White House senior adviser Ivanka Trump at the dedication of the U.S. Embassy in Jerusalem on May 14. (Abir Sultan/EPA-EFE/Shutterstock)
Opinion writer

A common reaction to Donald Trump’s presidency has been a sense that reality has outstripped even the most feverish fiction. The only thing to do when the world has come to feel like the implausible output of a genre-hopping television show is to cover it that way. Welcome to our recaps of “The Trump Show.”
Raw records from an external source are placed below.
use crate::Vec2;
use std::fmt::Debug;

/// A rigid disk. The index is assigned at creation and never changes;
/// the collision counters accumulate over the whole run.
#[derive(Debug, Clone, Copy, PartialEq)]
pub struct Particle {
    pub index: usize,
    pub position: Vec2,
    pub velocity: Vec2,
    pub pair_collisions: u32,
    pub wall_collisions: u32,
}

impl Particle {
    pub fn new(index: usize, position: Vec2, velocity: Vec2) -> Self {
        Particle {
            index,
            position,
            velocity,
            pair_collisions: 0,
            wall_collisions: 0,
        }
    }

    /// State line in the text output format: index, then position and
    /// velocity with 8 fraction digits.
    pub fn report(&self) -> String {
        format!(
            "{} {:.8} {:.8} {:.8} {:.8}",
            self.index, self.position.x, self.position.y, self.velocity.x, self.velocity.y
        )
    }
}

impl Default for Particle {
    fn default() -> Self {
        Particle::new(0, Vec2::ZERO, Vec2::ZERO)
    }
}
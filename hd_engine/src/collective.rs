use parking_lot::RwLock;
use std::sync::{Arc, Barrier};

/// One worker's endpoint of the group transport. Every exchange is a
/// symmetric rendezvous: each endpoint contributes a fixed-size block
/// and leaves with the concatenation of all blocks in rank order.
///
/// All endpoints must issue the same sequence of calls with the same
/// payload sizes. An endpoint that diverges stalls the whole group at
/// the barrier; there is no recovery, the run has to be torn down.
pub struct Collective {
    rank: usize,
    size: usize,
    barrier: Arc<Barrier>,
    ints: Arc<RwLock<Vec<i32>>>,
    reals: Arc<RwLock<Vec<f64>>>,
}

impl Collective {
    /// Builds the connected endpoints of a group of `size` workers, in
    /// rank order. Staging space is allocated once up front: `int_slots`
    /// integers and `real_slots` doubles, sized for the largest payloads
    /// the callers will ever exchange.
    pub fn connect(size: usize, int_slots: usize, real_slots: usize) -> Vec<Collective> {
        assert!(size > 0);
        let barrier = Arc::new(Barrier::new(size));
        let ints = Arc::new(RwLock::new(vec![0; int_slots]));
        let reals = Arc::new(RwLock::new(vec![0.0; real_slots]));
        (0..size)
            .map(|rank| Collective {
                rank,
                size,
                barrier: Arc::clone(&barrier),
                ints: Arc::clone(&ints),
                reals: Arc::clone(&reals),
            })
            .collect()
    }

    pub fn rank(&self) -> usize {
        self.rank
    }

    pub fn size(&self) -> usize {
        self.size
    }

    /// Contributes `send` and fills `recv` with every worker's block in
    /// rank order. `recv` must be exactly `size` blocks long.
    pub fn all_gather_ints(&self, send: &[i32], recv: &mut [i32]) {
        debug_assert_eq!(send.len() * self.size, recv.len());
        {
            let mut stage = self.ints.write();
            debug_assert!(recv.len() <= stage.len());
            stage[self.rank * send.len()..(self.rank + 1) * send.len()].copy_from_slice(send);
        }
        self.barrier.wait();
        {
            let stage = self.ints.read();
            recv.copy_from_slice(&stage[..recv.len()]);
        }
        // Nobody may start the next exchange before everyone has read.
        self.barrier.wait();
    }

    /// Same rendezvous for double payloads.
    pub fn all_gather_reals(&self, send: &[f64], recv: &mut [f64]) {
        debug_assert_eq!(send.len() * self.size, recv.len());
        {
            let mut stage = self.reals.write();
            debug_assert!(recv.len() <= stage.len());
            stage[self.rank * send.len()..(self.rank + 1) * send.len()].copy_from_slice(send);
        }
        self.barrier.wait();
        {
            let stage = self.reals.read();
            recv.copy_from_slice(&stage[..recv.len()]);
        }
        self.barrier.wait();
    }

    /// Publishes the root's buffer to every endpoint; the other workers
    /// overwrite their local copy, the root's is left untouched.
    pub fn broadcast_reals(&self, root: usize, buffer: &mut [f64]) {
        debug_assert!(root < self.size);
        if self.rank == root {
            let mut stage = self.reals.write();
            debug_assert!(buffer.len() <= stage.len());
            stage[..buffer.len()].copy_from_slice(buffer);
        }
        self.barrier.wait();
        if self.rank != root {
            let stage = self.reals.read();
            buffer.copy_from_slice(&stage[..buffer.len()]);
        }
        self.barrier.wait();
    }
}

#[cfg(test)]
mod tests {
    use super::*;
    use std::thread;

    #[test]
    fn test_all_gather_ints_concatenates_in_rank_order() {
        let endpoints = Collective::connect(3, 6, 0);
        let results: Vec<Vec<i32>> = thread::scope(|scope| {
            let handles: Vec<_> = endpoints
                .iter()
                .map(|link| {
                    scope.spawn(move || {
                        let send = [link.rank() as i32 * 10, link.rank() as i32 * 10 + 1];
                        let mut recv = [0i32; 6];
                        link.all_gather_ints(&send, &mut recv);
                        recv.to_vec()
                    })
                })
                .collect();
            handles.into_iter().map(|h| h.join().unwrap()).collect()
        });
        for recv in &results {
            assert_eq!(recv, &vec![0, 1, 10, 11, 20, 21]);
        }
    }

    #[test]
    fn test_all_gather_reals_is_reusable() {
        // Two back-to-back exchanges through the same staging buffer.
        let endpoints = Collective::connect(2, 0, 2);
        let results: Vec<(Vec<f64>, Vec<f64>)> = thread::scope(|scope| {
            let handles: Vec<_> = endpoints
                .iter()
                .map(|link| {
                    scope.spawn(move || {
                        let mut first = [0.0f64; 2];
                        let mut second = [0.0f64; 2];
                        link.all_gather_reals(&[link.rank() as f64], &mut first);
                        link.all_gather_reals(&[link.rank() as f64 + 0.5], &mut second);
                        (first.to_vec(), second.to_vec())
                    })
                })
                .collect();
            handles.into_iter().map(|h| h.join().unwrap()).collect()
        });
        for (first, second) in &results {
            assert_eq!(first, &vec![0.0, 1.0]);
            assert_eq!(second, &vec![0.5, 1.5]);
        }
    }

    #[test]
    fn test_broadcast_reaches_every_worker() {
        let endpoints = Collective::connect(3, 0, 4);
        let results: Vec<Vec<f64>> = thread::scope(|scope| {
            let handles: Vec<_> = endpoints
                .iter()
                .map(|link| {
                    scope.spawn(move || {
                        let mut buffer = if link.rank() == 0 {
                            vec![1.0, 2.0, 3.0, 4.0]
                        } else {
                            vec![0.0; 4]
                        };
                        link.broadcast_reals(0, &mut buffer);
                        buffer
                    })
                })
                .collect();
            handles.into_iter().map(|h| h.join().unwrap()).collect()
        });
        for buffer in &results {
            assert_eq!(buffer, &vec![1.0, 2.0, 3.0, 4.0]);
        }
    }
}
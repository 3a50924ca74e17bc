use crate::math_core;
use crate::prelude::*;
use crate::Vec2;

/// Time until two disks of equal `radius` touch, from the quadratic in
/// their relative motion:
/// `|dv|^2 t^2 + 2 (dp . dv) t + |dp|^2 - 4 r^2 = 0`.
///
/// The policy is shared by every worker so selection stays bit-identical:
/// * no real root, or parallel relative motion: `NO_COLLISION`
/// * earliest root in the future: that root
/// * roots bracket the present (disks already overlap): 0.0, an
///   immediate collision
/// * both roots in the past (disks moving apart): `NO_COLLISION`
pub fn find_particle_vs_particle_collision(
    position1: Vec2,
    velocity1: Vec2,
    position2: Vec2,
    velocity2: Vec2,
    radius: f64,
) -> f64 {
    let dp = position1 - position2;
    let dv = velocity1 - velocity2;
    let a = dv.length_sq();
    let b = 2.0 * dp.dot(dv);
    let c = dp.length_sq() - 4.0 * radius * radius;
    match math_core::solve_quadratic(a, b, c) {
        Some((t1, _)) if t1 > 0.0 => t1,
        Some((_, t2)) if t2 > 0.0 => 0.0,
        _ => NO_COLLISION,
    }
}

/// Axis-wise times for a disk center to reach the padded interior
/// boundary of the box. An axis with zero velocity yields +inf.
pub fn axis_wall_times(position: Vec2, velocity: Vec2, radius: f64, box_size: f64) -> (f64, f64) {
    let tx = if velocity.x < 0.0 {
        (position.x - radius) / -velocity.x
    } else {
        (box_size - position.x - radius) / velocity.x
    };
    let ty = if velocity.y < 0.0 {
        (position.y - radius) / -velocity.y
    } else {
        (box_size - position.y - radius) / velocity.y
    };
    (tx, ty)
}

/// Earliest wall contact on either axis. May exceed the unit step; the
/// selection loop filters that.
pub fn find_particle_vs_wall_collision(
    position: Vec2,
    velocity: Vec2,
    radius: f64,
    box_size: f64,
) -> f64 {
    let (tx, ty) = axis_wall_times(position, velocity, radius, box_size);
    tx.min(ty)
}

/// Elastic response of two equal-mass disks. Velocities are decomposed
/// along `normal` (unit vector from disk 2 to disk 1) and its tangent,
/// and the normal components are exchanged.
pub fn particles_collision_velocities(
    velocity1: Vec2,
    velocity2: Vec2,
    normal: Vec2,
) -> (Vec2, Vec2) {
    let tangent = normal.rotated_90_ccw();
    let v1_normal = normal.dot(velocity1);
    let v1_tangent = tangent.dot(velocity1);
    let v2_normal = normal.dot(velocity2);
    let v2_tangent = tangent.dot(velocity2);
    let new_velocity1 = normal * v2_normal + tangent * v1_tangent;
    let new_velocity2 = normal * v1_normal + tangent * v2_tangent;
    return (new_velocity1, new_velocity2);
}

#[cfg(test)]
mod tests {
    use super::*;
    use crate::prelude::DOUBLE_COMPARE_EPS_STRICT;

    #[test]
    fn test_head_on_approach() {
        // Centers 4 apart, closing at 2 per unit, radius 1: contact when
        // the gap of 2 closes, at t = 1.
        let t = find_particle_vs_particle_collision(
            Vec2::new(10.0, 50.0),
            Vec2::new(1.0, 0.0),
            Vec2::new(14.0, 50.0),
            Vec2::new(-1.0, 0.0),
            1.0,
        );
        assert!(math_core::approx_eq(t, 1.0, DOUBLE_COMPARE_EPS_STRICT));

        // One unit closer: contact at t = 0.5.
        let t = find_particle_vs_particle_collision(
            Vec2::new(10.0, 50.0),
            Vec2::new(1.0, 0.0),
            Vec2::new(13.0, 50.0),
            Vec2::new(-1.0, 0.0),
            1.0,
        );
        assert!(math_core::approx_eq(t, 0.5, DOUBLE_COMPARE_EPS_STRICT));
    }

    #[test]
    fn test_miss_and_parallel_motion() {
        // Parallel tracks far apart never touch.
        let t = find_particle_vs_particle_collision(
            Vec2::new(0.0, 0.0),
            Vec2::new(1.0, 0.0),
            Vec2::new(0.0, 10.0),
            Vec2::new(1.0, 0.0),
            1.0,
        );
        assert_eq!(t, NO_COLLISION);

        // Identical velocities: degenerate quadratic.
        let t = find_particle_vs_particle_collision(
            Vec2::new(0.0, 0.0),
            Vec2::new(2.0, 1.0),
            Vec2::new(3.0, 0.0),
            Vec2::new(2.0, 1.0),
            1.0,
        );
        assert_eq!(t, NO_COLLISION);
    }

    #[test]
    fn test_overlap_collides_immediately() {
        // Centers 1 apart with radius 1: already overlapping, still
        // approaching, so the earliest root is in the past.
        let t = find_particle_vs_particle_collision(
            Vec2::new(0.0, 0.0),
            Vec2::new(1.0, 0.0),
            Vec2::new(1.0, 0.0),
            Vec2::new(-1.0, 0.0),
            1.0,
        );
        assert_eq!(t, 0.0);
    }

    #[test]
    fn test_departing_never_collides() {
        let t = find_particle_vs_particle_collision(
            Vec2::new(0.0, 0.0),
            Vec2::new(-1.0, 0.0),
            Vec2::new(3.0, 0.0),
            Vec2::new(1.0, 0.0),
            1.0,
        );
        assert_eq!(t, NO_COLLISION);
    }

    #[test]
    fn test_axis_wall_times() {
        // Moving right from x = 8 in a box of 10 with radius 1: the
        // boundary at x = 9 is (9 - 8) / 3 away.
        let (tx, ty) = axis_wall_times(Vec2::new(8.0, 5.0), Vec2::new(3.0, 0.0), 1.0, 10.0);
        assert!(math_core::approx_eq(tx, 1.0 / 3.0, DOUBLE_COMPARE_EPS_STRICT));
        assert!(ty.is_infinite());

        // Moving down-left.
        let (tx, ty) = axis_wall_times(Vec2::new(5.0, 3.0), Vec2::new(-2.0, -1.0), 1.0, 10.0);
        assert!(math_core::approx_eq(tx, 2.0, DOUBLE_COMPARE_EPS_STRICT));
        assert!(math_core::approx_eq(ty, 2.0, DOUBLE_COMPARE_EPS_STRICT));
    }

    #[test]
    fn test_wall_collision_takes_nearest_axis() {
        let t = find_particle_vs_wall_collision(Vec2::new(8.0, 2.0), Vec2::new(1.0, -2.0), 1.0, 10.0);
        assert!(math_core::approx_eq(t, 0.5, DOUBLE_COMPARE_EPS_STRICT));
    }

    #[test]
    fn test_velocity_swap_head_on() {
        let normal = Vec2::new(-1.0, 0.0);
        let (v1, v2) = particles_collision_velocities(
            Vec2::new(1.0, 0.0),
            Vec2::new(-1.0, 0.0),
            normal,
        );
        assert!(v1.approx_eq(Vec2::new(-1.0, 0.0), DOUBLE_COMPARE_EPS_STRICT));
        assert!(v2.approx_eq(Vec2::new(1.0, 0.0), DOUBLE_COMPARE_EPS_STRICT));
    }

    #[test]
    fn test_velocity_swap_preserves_energy() {
        let normal = Vec2::new(0.6, 0.8);
        let v1 = Vec2::new(2.0, -1.0);
        let v2 = Vec2::new(-0.5, 3.0);
        let (w1, w2) = particles_collision_velocities(v1, v2, normal);
        let before = v1.length_sq() + v2.length_sq();
        let after = w1.length_sq() + w2.length_sq();
        assert!(math_core::approx_eq(before, after, 1e-9));
    }

    #[test]
    fn test_velocity_swap_keeps_tangential_parts() {
        // Grazing contact along y: normal along x, both velocities purely
        // tangential, so nothing changes.
        let normal = Vec2::new(1.0, 0.0);
        let (v1, v2) = particles_collision_velocities(
            Vec2::new(0.0, 2.0),
            Vec2::new(0.0, -3.0),
            normal,
        );
        assert!(v1.approx_eq(Vec2::new(0.0, 2.0), DOUBLE_COMPARE_EPS_STRICT));
        assert!(v2.approx_eq(Vec2::new(0.0, -3.0), DOUBLE_COMPARE_EPS_STRICT));
    }
}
“The Trump Show” has been playing around a bit with tone and format in recent weeks. It mired us in the agonizing aftermath of the White House Correspondents’ Association dinner; raised the meta question of whether its main character is actually boring, and with it, whether our obsession with him says something damaging about us; and teased the prospect that President Trump might actually emerge as a global statesman of world-historical caliber. This being “The Trump Show,” of course, it’s impossible to tell whether the writers actually intended to pursue any of these angles to their logical conclusion. And it’s no easier to discern whether this week’s episode, a relative return to chaotic form, is meant to indicate that we should disregard the recent whiplashing we’ve taken.

It’s odd to say an episode of “The Trump Show” like this one should feel comforting, but by the standards of the bizarre ride we’ve all signed up for, it was at least full of familiar story beats.

Among the most dramatic was the return of Ivanka Trump and Jared Kushner, two characters who have been largely marginalized in the show’s second season. To a certain extent, the decision the writers for “The Trump Show” made to undermine their expected arc was a refreshing bit of storytelling: Rather than having the pair be credible but embattled fighters for a sane, restrained presidency, they were revealed to be feckless and utterly out of their depths, not merely in Washington, but in their own internal family dynamic.

Their plot line in this episode only reinforced that impression. Kushner and Trump were dispatched to Jerusalem to celebrate the transfer of the U.S. Embassy in Israel to that city. But while the pair may have been in a festive mood, their smiles made for a disconcerting juxtaposition with the ongoing violence between Israeli security forces and protesting Palestinians at the Gaza boundary fence. While I sometimes wish “The Trump Show” would provide some psychological insight into Ivanka Trump, I suppose there’s something radical about the show’s implication — even if only by omission — that there simply isn’t much there to explore, that she compartmentalizes to the extent the inside of her brain matches her glossy, bland exterior.

The contents of her father’s mind, by contrast, is the same writhing bag of snakes it has always been. “The Trump Show” plunged us straight back into that particular pit during a scene set during an event on immigration enforcement in which Trump, appearing to talk about members of the MS-13 gang, declared “You wouldn’t believe how bad these people are. These aren’t people. These are animals. And we’re taking them out of the country at a level and at a rate that’s never happened before. And because of the weak laws, they come in fast, we get them, we release them, we get them again, we bring them out.”

The fallout was predictable, with some characters suggesting that Trump had referred to all immigrants as “animals,” and others suggesting it was morally blind to say that we can’t condemn violent criminals in the strongest possible terms. The point of this plot line, though, didn’t really seem to be to settle that particular debate, but to remind us how Trump sees the world: as a violent jungle populated by humans and other classes of creatures, that “maybe hate is what we need if we’re gonna get something done,” and that Mexico is deliberately exporting mass numbers of rapists to the United States.

That view of the world is profoundly disorienting to a lot of people who watch “The Trump Show,” myself included. But then, what about “The Trump Show” isn’t? If we’re expecting all of this to resolve in a traditional narrative fashion, or for an alternate logic of the series to suddenly become clear, I think we’re deluding ourselves. “The Trump Show” is an experiment in dislocation. Whether we can accustom ourselves to that, and whether we should, is up to us.